关键词: tBid蛋白/
磷脂膜/
细胞凋亡/
单分子荧光技术
English Abstract
Fluorescent investigation on process of tBid inducing membrane permeabilization
Ma Li1,2,He Xiao-Long3,
Li Ming1,
Hu Shu-Xin1
1.Key Laboratory of Soft Matter Physics, Beijing National Laboratory for Condensed Matter Physics, Institute of Physics, Chinese Academy of Sciences, Beijing 100190, China;
2.School of Physical Sciences, University of Chinese Academy of Sciences, Beijing 100049, China;
3.National Laboratory of Biomacromolecules, Institute of Biophysics, Chinese Academy of Sciences, Beijing 100101, China
Fund Project:Project supported by the Major Research Plan of the National Natural Science Foundation of China (Grant No. 91753104).Received Date:15 January 2018
Accepted Date:09 April 2018
Published Online:20 July 2019
Abstract:The proapoptotic protein tBid is a member of Bcl-2 family, and it plays an important role in apoptosis by inducing mitochondrial outer membrane permeabilization (MOMP) and lysosomal membrane permeabilization (LMP). Previous studies have shown that the mechanism of tBid-dependent MOMP and LMP depends on tBid interacting with membranes. Researchers hold different opinions about whether tBid itself could induce MOMP and LMP. Some of the researchers insist that tBid must trigger other proteins like Bax or Bak inserting into the membrane, and assembly of tBid itself could not form pores large enough to release cytochrome c. Some others think that tBid just like Bax, can permeabilize mitochondrial outer membrane releasing cytochrome c and lysosomal membrane with the leakage of lysosomal cathepsin B. Here, we want to know whether the tBid itself can induce membrane permeabilization in our model system at low concentration. We use 3 ways to observe tBid and membranes interactions. They are confocal imaging of GUVs (giant unilamellar vesicles), traditional single molecular fluorescence assay, and a recently developed approach, single molecular surface-induced fluorescence attenuation (sm-SIFA). So we can obtain information from single vesicle level and single molecule level.
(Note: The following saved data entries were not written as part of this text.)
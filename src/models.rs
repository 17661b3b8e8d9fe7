use chrono::{DateTime, SecondsFormat, Utc};
use serde::{Deserialize, Serialize, Serializer};
use std::fmt;

use crate::viz::util::format_plain;

/// Output of a normalizer: canonical records plus bookkeeping about what was dropped.
#[derive(Debug, Clone, PartialEq)]
pub struct Normalized<T> {
    pub records: T,
    /// Input items that matched no accepted shape (or were filtered out).
    pub rejected: usize,
    /// Soft problems that were repaired, e.g. an unparsable date replaced by `now`.
    pub anomalies: Vec<String>,
}

impl<T: Serialize> Normalized<T> {
    /// The records as a payload the same normalizer accepts again.
    pub fn to_payload(&self) -> serde_json::Value {
        serde_json::to_value(&self.records).unwrap_or(serde_json::Value::Null)
    }
}

/// `{label, value ≥ 0, color?}` for pie and bar charts.
#[derive(Debug, Clone, PartialEq, Serialize, Deserialize)]
pub struct CategoricalPoint {
    pub label: String,
    pub value: f64,
    #[serde(skip_serializing_if = "Option::is_none", default)]
    pub color: Option<String>,
}

/// Line chart x value, typed by the axis.
#[derive(Debug, Clone, PartialEq)]
pub enum XValue {
    Time(DateTime<Utc>),
    Number(f64),
    Category(String),
}

impl XValue {
    /// Position on a continuous axis (epoch milliseconds for time).
    pub fn as_f64(&self) -> Option<f64> {
        match self {
            XValue::Time(t) => Some(t.timestamp_millis() as f64),
            XValue::Number(n) => Some(*n),
            XValue::Category(_) => None,
        }
    }

    /// Key used to align series in exports and ordinal scales.
    pub fn key(&self) -> String {
        self.to_string()
    }
}

impl fmt::Display for XValue {
    fn fmt(&self, f: &mut fmt::Formatter<'_>) -> fmt::Result {
        match self {
            XValue::Time(t) => f.write_str(&t.to_rfc3339_opts(SecondsFormat::AutoSi, true)),
            XValue::Number(n) => f.write_str(&format_plain(*n)),
            XValue::Category(c) => f.write_str(c),
        }
    }
}

impl Serialize for XValue {
    fn serialize<S: Serializer>(&self, s: S) -> Result<S::Ok, S::Error> {
        match self {
            XValue::Number(n) => s.serialize_f64(*n),
            other => s.serialize_str(&other.to_string()),
        }
    }
}

/// `{x, y}`; `y: None` is a gap.
#[derive(Debug, Clone, PartialEq, Serialize)]
pub struct SeriesPoint {
    pub x: XValue,
    pub y: Option<f64>,
}

#[derive(Debug, Clone, PartialEq, Serialize)]
pub struct Series {
    pub name: String,
    pub data: Vec<SeriesPoint>,
}

/// Line chart records: one anonymous series or several named ones.
#[derive(Debug, Clone, PartialEq)]
pub struct LineData {
    pub series: Vec<Series>,
    pub multi: bool,
}

impl LineData {
    pub fn point_count(&self) -> usize {
        self.series.iter().map(|s| s.data.len()).sum()
    }
}

impl Serialize for LineData {
    fn serialize<S: Serializer>(&self, s: S) -> Result<S::Ok, S::Error> {
        match (self.multi, self.series.first()) {
            (false, Some(only)) => only.data.serialize(s),
            (false, None) => Vec::<SeriesPoint>::new().serialize(s),
            (true, _) => self.series.serialize(s),
        }
    }
}

#[derive(Debug, Clone, PartialEq, Serialize, Deserialize)]
pub struct HeatmapCell {
    pub x: String,
    pub y: String,
    pub value: f64,
    #[serde(skip_serializing_if = "Option::is_none", default)]
    pub label: Option<String>,
}

/// Heatmap cells with their sorted axis keys.
#[derive(Debug, Clone, PartialEq, Serialize)]
pub struct HeatmapData {
    pub cells: Vec<HeatmapCell>,
    #[serde(skip)]
    pub x_keys: Vec<String>,
    #[serde(skip)]
    pub y_keys: Vec<String>,
}

impl HeatmapData {
    pub fn cell(&self, x: &str, y: &str) -> Option<&HeatmapCell> {
        self.cells.iter().find(|c| c.x == x && c.y == y)
    }
}

#[derive(Debug, Clone, Copy, PartialEq, Eq, PartialOrd, Ord, Hash, Default, Serialize, Deserialize)]
#[serde(rename_all = "lowercase")]
pub enum Severity {
    Critical,
    High,
    Medium,
    Low,
    #[default]
    Info,
}

impl Severity {
    pub const ALL: [Severity; 5] = [
        Severity::Critical,
        Severity::High,
        Severity::Medium,
        Severity::Low,
        Severity::Info,
    ];

    pub fn parse(s: &str) -> Option<Self> {
        match s.trim().to_ascii_lowercase().as_str() {
            "critical" => Some(Severity::Critical),
            "high" => Some(Severity::High),
            "medium" => Some(Severity::Medium),
            "low" => Some(Severity::Low),
            "info" => Some(Severity::Info),
            _ => None,
        }
    }

    pub fn as_str(self) -> &'static str {
        match self {
            Severity::Critical => "critical",
            Severity::High => "high",
            Severity::Medium => "medium",
            Severity::Low => "low",
            Severity::Info => "info",
        }
    }

    /// Fixed severity palette: red, orange, yellow, green, cyan.
    pub fn color(self) -> &'static str {
        match self {
            Severity::Critical => "#dc3545",
            Severity::High => "#fd7e14",
            Severity::Medium => "#ffc107",
            Severity::Low => "#28a745",
            Severity::Info => "#17a2b8",
        }
    }
}

impl fmt::Display for Severity {
    fn fmt(&self, f: &mut fmt::Formatter<'_>) -> fmt::Result {
        f.write_str(self.as_str())
    }
}

fn serialize_time<S: Serializer>(t: &DateTime<Utc>, s: S) -> Result<S::Ok, S::Error> {
    s.serialize_str(&t.to_rfc3339_opts(SecondsFormat::Millis, true))
}

#[derive(Debug, Clone, PartialEq, Serialize)]
pub struct TimelineEvent {
    #[serde(serialize_with = "serialize_time")]
    pub timestamp: DateTime<Utc>,
    pub event: String,
    pub category: String,
    pub severity: Severity,
    #[serde(skip_serializing_if = "Option::is_none")]
    pub description: Option<String>,
    #[serde(skip_serializing_if = "Option::is_none")]
    pub label: Option<String>,
    #[serde(skip_serializing_if = "Option::is_none")]
    pub color: Option<String>,
}

#[derive(Debug, Clone, PartialEq, Serialize, Deserialize)]
pub struct FlowNode {
    pub id: String,
    #[serde(skip_serializing_if = "Option::is_none", default)]
    pub label: Option<String>,
}

#[derive(Debug, Clone, PartialEq, Serialize, Deserialize)]
pub struct FlowLink {
    pub source: String,
    pub target: String,
    pub count: f64,
    #[serde(skip_serializing_if = "Vec::is_empty", default)]
    pub types: Vec<String>,
}

#[derive(Debug, Clone, PartialEq, Default, Serialize, Deserialize)]
pub struct FlowGraph {
    pub nodes: Vec<FlowNode>,
    pub links: Vec<FlowLink>,
}

#[cfg(test)]
mod tests {
    use super::*;
    use chrono::TimeZone;

    #[test]
    fn single_series_serializes_as_points() {
        let data = LineData {
            series: vec![Series {
                name: "value".into(),
                data: vec![SeriesPoint {
                    x: XValue::Number(1.0),
                    y: None,
                }],
            }],
            multi: false,
        };
        assert_eq!(serde_json::to_string(&data).unwrap(), r#"[{"x":1.0,"y":null}]"#);
    }

    #[test]
    fn time_keys_are_rfc3339() {
        let t = Utc.with_ymd_and_hms(2024, 5, 1, 12, 0, 0).unwrap();
        assert_eq!(XValue::Time(t).key(), "2024-05-01T12:00:00Z");
        assert_eq!(XValue::Number(2.0).key(), "2");
    }

    #[test]
    fn severity_parsing_is_case_insensitive() {
        assert_eq!(Severity::parse("HIGH"), Some(Severity::High));
        assert_eq!(Severity::parse("urgent"), None);
        assert!(Severity::Critical < Severity::Info);
    }
}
At single vesicle level, we can directly find out whether the GUVs are permeabilized and at the same time the shape of the GUVs is changed. At a single molecule level, we can know the properties of one protein. Especially by using the sm-SIFA, we can obtain the insertion depth of exact residue. Combining the results obtained from different ways under the same conditions, we find that tBid itself can induce the model membrane to permeate, releasing the fluorescent molecules, by oligomerization. What is more, we suggest that the mechanism is that in oligomers some tBids can be inserted deep into the membrane although in oligomers not all the proteins have the same insertion depth. It is indicated that the conformations of tBids in oligomers are diversified. We also prove that the ways we use here are efficient. The GUVs and supported lipid bilayers are indeed tenable model systems. Sm-SIFA has a grand future in the study of protein and membrane interactions.
Keywords: tBid protein/
lipid membrane/
apoptosis/
single molecule techniques